• TASK: For this exercise, please find the lines in the entries that include the word "base" and copy them.

(Recorded data)

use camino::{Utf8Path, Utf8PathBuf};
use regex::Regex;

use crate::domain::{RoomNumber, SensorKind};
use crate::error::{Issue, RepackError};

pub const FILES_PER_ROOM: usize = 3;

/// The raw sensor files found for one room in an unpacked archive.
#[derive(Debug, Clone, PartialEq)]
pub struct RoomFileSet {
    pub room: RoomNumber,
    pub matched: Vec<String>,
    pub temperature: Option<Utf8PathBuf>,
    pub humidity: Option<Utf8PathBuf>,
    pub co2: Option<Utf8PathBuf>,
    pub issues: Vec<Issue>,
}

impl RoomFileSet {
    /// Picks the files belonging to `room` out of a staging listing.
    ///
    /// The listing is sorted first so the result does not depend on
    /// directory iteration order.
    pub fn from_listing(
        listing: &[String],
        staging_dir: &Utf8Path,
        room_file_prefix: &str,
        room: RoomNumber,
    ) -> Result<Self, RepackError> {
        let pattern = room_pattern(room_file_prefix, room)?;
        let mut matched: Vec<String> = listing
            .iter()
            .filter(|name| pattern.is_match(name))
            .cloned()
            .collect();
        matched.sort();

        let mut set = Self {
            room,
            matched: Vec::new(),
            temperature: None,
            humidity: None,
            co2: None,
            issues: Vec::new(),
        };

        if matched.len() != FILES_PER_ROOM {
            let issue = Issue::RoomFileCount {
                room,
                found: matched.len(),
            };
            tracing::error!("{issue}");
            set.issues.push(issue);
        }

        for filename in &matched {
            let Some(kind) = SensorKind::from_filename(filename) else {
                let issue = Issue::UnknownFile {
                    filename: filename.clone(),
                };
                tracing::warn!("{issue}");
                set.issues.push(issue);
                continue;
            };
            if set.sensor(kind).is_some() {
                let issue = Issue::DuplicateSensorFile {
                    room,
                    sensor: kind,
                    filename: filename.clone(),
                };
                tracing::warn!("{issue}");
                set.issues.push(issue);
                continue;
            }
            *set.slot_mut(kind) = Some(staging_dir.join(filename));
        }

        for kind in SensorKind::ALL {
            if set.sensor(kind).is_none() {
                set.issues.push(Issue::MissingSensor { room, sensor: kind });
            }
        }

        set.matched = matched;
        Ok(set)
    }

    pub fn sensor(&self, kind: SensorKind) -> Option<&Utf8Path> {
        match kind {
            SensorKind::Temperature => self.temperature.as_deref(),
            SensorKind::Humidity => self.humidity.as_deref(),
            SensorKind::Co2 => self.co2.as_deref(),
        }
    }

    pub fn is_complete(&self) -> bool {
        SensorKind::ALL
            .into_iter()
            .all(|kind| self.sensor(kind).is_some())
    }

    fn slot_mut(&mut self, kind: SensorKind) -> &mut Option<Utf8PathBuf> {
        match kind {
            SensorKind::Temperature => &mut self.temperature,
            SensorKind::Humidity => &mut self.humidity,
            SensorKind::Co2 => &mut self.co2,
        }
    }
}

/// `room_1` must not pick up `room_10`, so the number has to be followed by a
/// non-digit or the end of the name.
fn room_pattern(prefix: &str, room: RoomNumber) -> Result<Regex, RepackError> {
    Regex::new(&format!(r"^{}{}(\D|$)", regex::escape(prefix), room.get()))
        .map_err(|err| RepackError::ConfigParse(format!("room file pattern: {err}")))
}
---
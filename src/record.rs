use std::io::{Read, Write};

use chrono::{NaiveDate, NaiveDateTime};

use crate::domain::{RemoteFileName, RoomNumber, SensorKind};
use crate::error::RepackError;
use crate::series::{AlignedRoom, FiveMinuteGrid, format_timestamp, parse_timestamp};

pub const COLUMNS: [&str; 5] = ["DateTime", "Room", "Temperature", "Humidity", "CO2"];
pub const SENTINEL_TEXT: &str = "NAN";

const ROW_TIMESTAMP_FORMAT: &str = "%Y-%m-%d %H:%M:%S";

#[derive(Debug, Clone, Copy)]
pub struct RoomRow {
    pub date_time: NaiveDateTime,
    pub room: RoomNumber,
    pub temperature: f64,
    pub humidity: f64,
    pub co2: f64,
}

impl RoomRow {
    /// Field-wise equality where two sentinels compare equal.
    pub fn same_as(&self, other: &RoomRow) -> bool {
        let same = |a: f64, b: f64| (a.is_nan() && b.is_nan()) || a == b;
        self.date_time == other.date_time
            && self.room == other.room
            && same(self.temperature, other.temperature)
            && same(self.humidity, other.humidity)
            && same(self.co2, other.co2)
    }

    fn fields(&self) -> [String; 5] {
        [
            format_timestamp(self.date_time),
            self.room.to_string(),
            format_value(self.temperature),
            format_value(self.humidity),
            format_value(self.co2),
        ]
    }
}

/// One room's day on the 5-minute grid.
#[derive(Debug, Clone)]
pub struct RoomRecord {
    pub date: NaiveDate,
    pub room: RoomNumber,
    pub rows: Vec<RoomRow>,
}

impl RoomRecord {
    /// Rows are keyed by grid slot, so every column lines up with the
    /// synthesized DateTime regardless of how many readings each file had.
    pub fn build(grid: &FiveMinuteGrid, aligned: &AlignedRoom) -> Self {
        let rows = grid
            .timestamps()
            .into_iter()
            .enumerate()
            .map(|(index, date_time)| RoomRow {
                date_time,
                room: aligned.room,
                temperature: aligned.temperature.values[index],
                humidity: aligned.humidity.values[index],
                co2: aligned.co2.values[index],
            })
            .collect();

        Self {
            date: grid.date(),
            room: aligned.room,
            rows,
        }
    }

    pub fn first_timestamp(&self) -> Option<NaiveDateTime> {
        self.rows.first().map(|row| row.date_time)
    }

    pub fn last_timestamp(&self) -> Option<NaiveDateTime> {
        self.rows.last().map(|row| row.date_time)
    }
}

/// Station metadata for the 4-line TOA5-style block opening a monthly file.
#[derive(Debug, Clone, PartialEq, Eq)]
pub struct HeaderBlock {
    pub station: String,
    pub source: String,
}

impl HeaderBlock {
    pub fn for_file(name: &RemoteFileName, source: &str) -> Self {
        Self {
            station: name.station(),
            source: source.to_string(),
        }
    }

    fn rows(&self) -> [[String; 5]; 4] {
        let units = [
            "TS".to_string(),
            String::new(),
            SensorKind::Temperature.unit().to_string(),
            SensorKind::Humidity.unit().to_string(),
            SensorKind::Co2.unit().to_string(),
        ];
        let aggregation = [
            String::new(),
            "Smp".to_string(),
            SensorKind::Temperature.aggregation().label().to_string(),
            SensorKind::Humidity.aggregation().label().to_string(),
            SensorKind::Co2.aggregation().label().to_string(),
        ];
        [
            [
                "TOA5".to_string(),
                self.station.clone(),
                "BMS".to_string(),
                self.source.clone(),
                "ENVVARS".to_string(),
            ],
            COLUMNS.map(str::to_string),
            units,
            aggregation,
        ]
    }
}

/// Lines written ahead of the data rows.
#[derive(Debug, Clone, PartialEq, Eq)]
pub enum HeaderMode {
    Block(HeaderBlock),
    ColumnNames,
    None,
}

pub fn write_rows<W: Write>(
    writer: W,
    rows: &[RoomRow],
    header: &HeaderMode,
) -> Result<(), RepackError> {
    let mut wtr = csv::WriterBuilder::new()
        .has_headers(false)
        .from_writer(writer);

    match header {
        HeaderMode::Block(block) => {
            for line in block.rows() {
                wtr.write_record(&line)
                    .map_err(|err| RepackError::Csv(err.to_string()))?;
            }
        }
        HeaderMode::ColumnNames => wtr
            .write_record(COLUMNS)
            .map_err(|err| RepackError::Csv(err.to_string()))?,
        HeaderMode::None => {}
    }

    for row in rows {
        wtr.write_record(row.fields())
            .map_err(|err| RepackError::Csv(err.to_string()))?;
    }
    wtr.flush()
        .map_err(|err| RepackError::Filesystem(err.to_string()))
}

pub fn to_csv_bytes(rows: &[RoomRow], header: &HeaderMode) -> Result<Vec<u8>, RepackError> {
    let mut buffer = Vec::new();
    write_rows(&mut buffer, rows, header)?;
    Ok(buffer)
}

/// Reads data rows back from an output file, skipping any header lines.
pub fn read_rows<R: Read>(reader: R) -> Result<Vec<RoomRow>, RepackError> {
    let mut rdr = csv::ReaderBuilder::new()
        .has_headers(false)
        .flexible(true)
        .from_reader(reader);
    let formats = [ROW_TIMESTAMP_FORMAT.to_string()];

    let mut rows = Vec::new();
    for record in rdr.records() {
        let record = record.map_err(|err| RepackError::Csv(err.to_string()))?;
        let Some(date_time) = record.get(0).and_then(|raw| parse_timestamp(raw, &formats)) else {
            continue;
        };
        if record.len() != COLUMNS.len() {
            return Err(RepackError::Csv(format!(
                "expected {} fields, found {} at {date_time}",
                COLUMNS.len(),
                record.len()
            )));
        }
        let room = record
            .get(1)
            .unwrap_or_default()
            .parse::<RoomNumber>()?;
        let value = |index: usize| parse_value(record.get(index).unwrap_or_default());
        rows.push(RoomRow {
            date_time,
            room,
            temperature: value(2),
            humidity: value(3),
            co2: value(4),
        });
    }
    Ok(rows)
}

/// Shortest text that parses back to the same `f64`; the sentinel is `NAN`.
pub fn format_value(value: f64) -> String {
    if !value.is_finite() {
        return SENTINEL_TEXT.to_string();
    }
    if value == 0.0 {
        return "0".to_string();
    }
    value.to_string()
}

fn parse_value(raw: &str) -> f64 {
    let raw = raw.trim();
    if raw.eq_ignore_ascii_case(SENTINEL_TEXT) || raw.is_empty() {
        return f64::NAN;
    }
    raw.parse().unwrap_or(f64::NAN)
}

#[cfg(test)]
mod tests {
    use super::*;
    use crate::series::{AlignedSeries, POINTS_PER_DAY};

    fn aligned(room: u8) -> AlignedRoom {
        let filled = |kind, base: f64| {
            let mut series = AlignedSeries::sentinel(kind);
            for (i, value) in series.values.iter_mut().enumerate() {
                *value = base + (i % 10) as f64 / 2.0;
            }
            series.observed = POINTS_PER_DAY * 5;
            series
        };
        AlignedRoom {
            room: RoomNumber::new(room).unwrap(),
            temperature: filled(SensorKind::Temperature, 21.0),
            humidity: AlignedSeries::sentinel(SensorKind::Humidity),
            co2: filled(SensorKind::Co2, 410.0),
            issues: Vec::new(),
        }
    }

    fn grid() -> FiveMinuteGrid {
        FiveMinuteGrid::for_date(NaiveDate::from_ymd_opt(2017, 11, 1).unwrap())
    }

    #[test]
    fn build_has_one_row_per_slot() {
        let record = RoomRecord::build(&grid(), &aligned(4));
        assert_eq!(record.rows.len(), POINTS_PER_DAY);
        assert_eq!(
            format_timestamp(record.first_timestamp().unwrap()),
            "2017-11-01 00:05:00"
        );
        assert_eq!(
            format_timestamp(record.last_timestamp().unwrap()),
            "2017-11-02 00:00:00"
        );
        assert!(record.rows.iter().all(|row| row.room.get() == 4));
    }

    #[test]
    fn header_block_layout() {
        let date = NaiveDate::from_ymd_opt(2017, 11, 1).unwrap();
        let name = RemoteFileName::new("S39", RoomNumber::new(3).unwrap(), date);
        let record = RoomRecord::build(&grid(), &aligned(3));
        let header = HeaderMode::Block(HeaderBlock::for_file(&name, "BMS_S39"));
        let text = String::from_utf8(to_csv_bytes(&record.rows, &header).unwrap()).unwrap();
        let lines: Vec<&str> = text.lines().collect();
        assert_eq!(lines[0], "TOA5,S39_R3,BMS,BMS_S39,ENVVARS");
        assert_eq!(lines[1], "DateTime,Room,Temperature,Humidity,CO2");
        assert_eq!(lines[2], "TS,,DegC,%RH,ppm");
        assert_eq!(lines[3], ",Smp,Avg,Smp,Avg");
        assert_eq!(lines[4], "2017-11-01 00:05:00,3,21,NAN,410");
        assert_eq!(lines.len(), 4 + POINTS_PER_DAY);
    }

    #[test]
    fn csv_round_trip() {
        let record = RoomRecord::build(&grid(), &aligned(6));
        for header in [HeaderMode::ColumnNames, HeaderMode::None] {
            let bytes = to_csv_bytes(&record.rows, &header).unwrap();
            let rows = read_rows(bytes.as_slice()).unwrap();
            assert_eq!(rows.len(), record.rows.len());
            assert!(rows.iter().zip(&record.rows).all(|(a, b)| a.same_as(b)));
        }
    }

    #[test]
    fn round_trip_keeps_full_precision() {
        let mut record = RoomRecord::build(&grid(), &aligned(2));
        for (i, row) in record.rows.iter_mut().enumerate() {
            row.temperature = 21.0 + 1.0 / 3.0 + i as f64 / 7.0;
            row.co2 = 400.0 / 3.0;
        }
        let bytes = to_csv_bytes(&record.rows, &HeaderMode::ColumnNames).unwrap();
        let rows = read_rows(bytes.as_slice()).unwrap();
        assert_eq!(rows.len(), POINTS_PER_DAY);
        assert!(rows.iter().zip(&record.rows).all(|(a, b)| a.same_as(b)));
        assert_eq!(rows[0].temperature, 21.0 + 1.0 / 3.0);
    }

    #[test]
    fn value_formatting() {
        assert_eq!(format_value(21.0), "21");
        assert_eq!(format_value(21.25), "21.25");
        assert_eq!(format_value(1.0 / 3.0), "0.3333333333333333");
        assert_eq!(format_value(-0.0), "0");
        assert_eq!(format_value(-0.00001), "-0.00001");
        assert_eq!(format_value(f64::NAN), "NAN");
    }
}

• ANSWER BELOW:
        let filled = |kind, base: f64| {
                *value = base + (i % 10) as f64 / 2.0;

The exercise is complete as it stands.